> Activity: Please copy out the lines in the entries that contain "code".

> Records to process:
-*-*-

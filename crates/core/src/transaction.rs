//! # Transaction Module
//!
//! Immutable transaction records. Every engine operation appends exactly the
//! records listed here and never updates or deletes them; replaying a user's
//! amounts in insertion order from zero yields the current balance.

use chrono::{DateTime, Utc};
use rust_decimal::Decimal;
use serde::{Deserialize, Serialize};
use std::fmt;

/// Kind of ledger movement a transaction records.
#[derive(Debug, Clone, Copy, PartialEq, Eq, Hash, Serialize, Deserialize)]
#[serde(rename_all = "snake_case")]
pub enum TransactionKind {
    /// Outgoing transfer; amount is `-(amount + fee)`
    TransferOut,
    /// Incoming transfer; amount is the transferred amount
    TransferIn,
    /// Daily gift credit
    DailyGift,
    /// Net wager win (`+bet`)
    WagerWin,
    /// Net wager loss (`-bet`)
    WagerLoss,
    /// Loan principal credited
    LoanIssue,
    /// Loan repayment debited (`-total_due`)
    LoanRepayment,
    /// Operator adjustment of the liquidity pool
    PoolAdjust,
}

impl TransactionKind {
    /// Stable string code stored in the database.
    pub fn as_str(&self) -> &'static str {
        match self {
            TransactionKind::TransferOut => "transfer_out",
            TransactionKind::TransferIn => "transfer_in",
            TransactionKind::DailyGift => "daily_gift",
            TransactionKind::WagerWin => "wager_win",
            TransactionKind::WagerLoss => "wager_loss",
            TransactionKind::LoanIssue => "loan_issue",
            TransactionKind::LoanRepayment => "loan_repayment",
            TransactionKind::PoolAdjust => "pool_adjust",
        }
    }

    /// Parse from the database code.
    pub fn from_str(s: &str) -> Option<Self> {
        match s {
            "transfer_out" => Some(TransactionKind::TransferOut),
            "transfer_in" => Some(TransactionKind::TransferIn),
            "daily_gift" => Some(TransactionKind::DailyGift),
            "wager_win" => Some(TransactionKind::WagerWin),
            "wager_loss" => Some(TransactionKind::WagerLoss),
            "loan_issue" => Some(TransactionKind::LoanIssue),
            "loan_repayment" => Some(TransactionKind::LoanRepayment),
            "pool_adjust" => Some(TransactionKind::PoolAdjust),
            _ => None,
        }
    }
}

impl fmt::Display for TransactionKind {
    fn fmt(&self, f: &mut fmt::Formatter<'_>) -> fmt::Result {
        write!(f, "{}", self.as_str())
    }
}

/// Kind-specific payload attached to a transaction.
///
/// Serialized as JSON in the store; absent fields are omitted.
#[derive(Debug, Clone, Default, PartialEq, Eq, Serialize, Deserialize)]
pub struct TransactionDetails {
    /// The other party of a transfer
    #[serde(skip_serializing_if = "Option::is_none")]
    pub counterparty: Option<i64>,
    /// Transfer request this movement settles
    #[serde(skip_serializing_if = "Option::is_none")]
    pub transfer_id: Option<String>,
    /// Loan this movement issues or repays
    #[serde(skip_serializing_if = "Option::is_none")]
    pub loan_id: Option<String>,
    /// Free-form operator note
    #[serde(skip_serializing_if = "Option::is_none")]
    pub note: Option<String>,
}

impl TransactionDetails {
    pub fn new() -> Self {
        Self::default()
    }

    pub fn with_counterparty(mut self, user_id: i64) -> Self {
        self.counterparty = Some(user_id);
        self
    }

    pub fn with_transfer(mut self, transfer_id: &str) -> Self {
        self.transfer_id = Some(transfer_id.to_string());
        self
    }

    pub fn with_loan(mut self, loan_id: &str) -> Self {
        self.loan_id = Some(loan_id.to_string());
        self
    }

    pub fn with_note(mut self, note: &str) -> Self {
        self.note = Some(note.to_string());
        self
    }

    pub fn is_empty(&self) -> bool {
        self == &Self::default()
    }
}

/// One immutable ledger record.
#[derive(Debug, Clone, PartialEq, Eq, Serialize, Deserialize)]
pub struct Transaction {
    /// Unique transaction id (`tx_…`)
    pub id: String,
    /// Account this record belongs to
    pub owner_id: i64,
    pub kind: TransactionKind,
    /// Signed amount; negative is a debit from the owner's perspective
    pub amount: Decimal,
    pub details: TransactionDetails,
    pub created_at: DateTime<Utc>,
}

impl Transaction {
    pub fn new(
        id: &str,
        owner_id: i64,
        kind: TransactionKind,
        amount: Decimal,
        details: TransactionDetails,
        created_at: DateTime<Utc>,
    ) -> Self {
        Self {
            id: id.to_string(),
            owner_id,
            kind,
            amount,
            details,
            created_at,
        }
    }

    /// Sender-side record of a settled transfer. `total` is `amount + fee`.
    pub fn transfer_out(
        id: &str,
        sender_id: i64,
        recipient_id: i64,
        total: Decimal,
        transfer_id: &str,
        at: DateTime<Utc>,
    ) -> Self {
        Self::new(
            id,
            sender_id,
            TransactionKind::TransferOut,
            -total,
            TransactionDetails::new()
                .with_counterparty(recipient_id)
                .with_transfer(transfer_id),
            at,
        )
    }

    /// Recipient-side record of a settled transfer.
    pub fn transfer_in(
        id: &str,
        recipient_id: i64,
        sender_id: i64,
        amount: Decimal,
        transfer_id: &str,
        at: DateTime<Utc>,
    ) -> Self {
        Self::new(
            id,
            recipient_id,
            TransactionKind::TransferIn,
            amount,
            TransactionDetails::new()
                .with_counterparty(sender_id)
                .with_transfer(transfer_id),
            at,
        )
    }

    pub fn daily_gift(id: &str, user_id: i64, amount: Decimal, at: DateTime<Utc>) -> Self {
        Self::new(
            id,
            user_id,
            TransactionKind::DailyGift,
            amount,
            TransactionDetails::new(),
            at,
        )
    }

    /// Wager settlement; `net` is `+bet` on a win, `-bet` on a loss.
    pub fn wager(id: &str, user_id: i64, won: bool, net: Decimal, at: DateTime<Utc>) -> Self {
        let kind = if won {
            TransactionKind::WagerWin
        } else {
            TransactionKind::WagerLoss
        };
        Self::new(id, user_id, kind, net, TransactionDetails::new(), at)
    }

    pub fn loan_issue(
        id: &str,
        borrower_id: i64,
        principal: Decimal,
        loan_id: &str,
        at: DateTime<Utc>,
    ) -> Self {
        Self::new(
            id,
            borrower_id,
            TransactionKind::LoanIssue,
            principal,
            TransactionDetails::new().with_loan(loan_id),
            at,
        )
    }

    pub fn loan_repayment(
        id: &str,
        borrower_id: i64,
        total_due: Decimal,
        loan_id: &str,
        at: DateTime<Utc>,
    ) -> Self {
        Self::new(
            id,
            borrower_id,
            TransactionKind::LoanRepayment,
            -total_due,
            TransactionDetails::new().with_loan(loan_id),
            at,
        )
    }

    pub fn pool_adjust(id: &str, delta: Decimal, note: &str, at: DateTime<Utc>) -> Self {
        Self::new(
            id,
            crate::account::SYSTEM_ACCOUNT,
            TransactionKind::PoolAdjust,
            delta,
            TransactionDetails::new().with_note(note),
            at,
        )
    }
}

#[cfg(test)]
mod tests {
    use super::*;
    use rust_decimal_macros::dec;

    #[test]
    fn test_kind_roundtrip() {
        for kind in [
            TransactionKind::TransferOut,
            TransactionKind::TransferIn,
            TransactionKind::DailyGift,
            TransactionKind::WagerWin,
            TransactionKind::WagerLoss,
            TransactionKind::LoanIssue,
            TransactionKind::LoanRepayment,
            TransactionKind::PoolAdjust,
        ] {
            assert_eq!(TransactionKind::from_str(kind.as_str()), Some(kind));
        }
        assert_eq!(TransactionKind::from_str("trade"), None);
    }

    #[test]
    fn test_transfer_pair_shares_id_and_conserves() {
        let at = Utc::now();
        let out = Transaction::transfer_out("tx_1", 10, 20, dec!(51.00), "tr_abc", at);
        let inc = Transaction::transfer_in("tx_2", 20, 10, dec!(50.00), "tr_abc", at);

        assert_eq!(out.amount, dec!(-51.00));
        assert_eq!(inc.amount, dec!(50.00));
        assert_eq!(out.details.transfer_id, inc.details.transfer_id);
        assert_eq!(out.details.counterparty, Some(20));
        assert_eq!(inc.details.counterparty, Some(10));
        // Debit equals credit plus the 1.00 fee
        assert_eq!(-out.amount - inc.amount, dec!(1.00));
    }

    #[test]
    fn test_details_serialization_omits_empty_fields() {
        let details = TransactionDetails::new().with_counterparty(7);
        let json = serde_json::to_string(&details).unwrap();
        assert_eq!(json, r#"{"counterparty":7}"#);

        let parsed: TransactionDetails = serde_json::from_str(&json).unwrap();
        assert_eq!(parsed, details);
    }

    #[test]
    fn test_wager_record_sign() {
        let at = Utc::now();
        let win = Transaction::wager("tx_w", 1, true, dec!(5), at);
        let loss = Transaction::wager("tx_l", 1, false, dec!(-5), at);
        assert_eq!(win.kind, TransactionKind::WagerWin);
        assert_eq!(loss.kind, TransactionKind::WagerLoss);
        assert!(win.amount > Decimal::ZERO);
        assert!(loss.amount < Decimal::ZERO);
    }
}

-*-*-

> Solution:
    /// Stable string code stored in the database.
    /// Parse from the database code.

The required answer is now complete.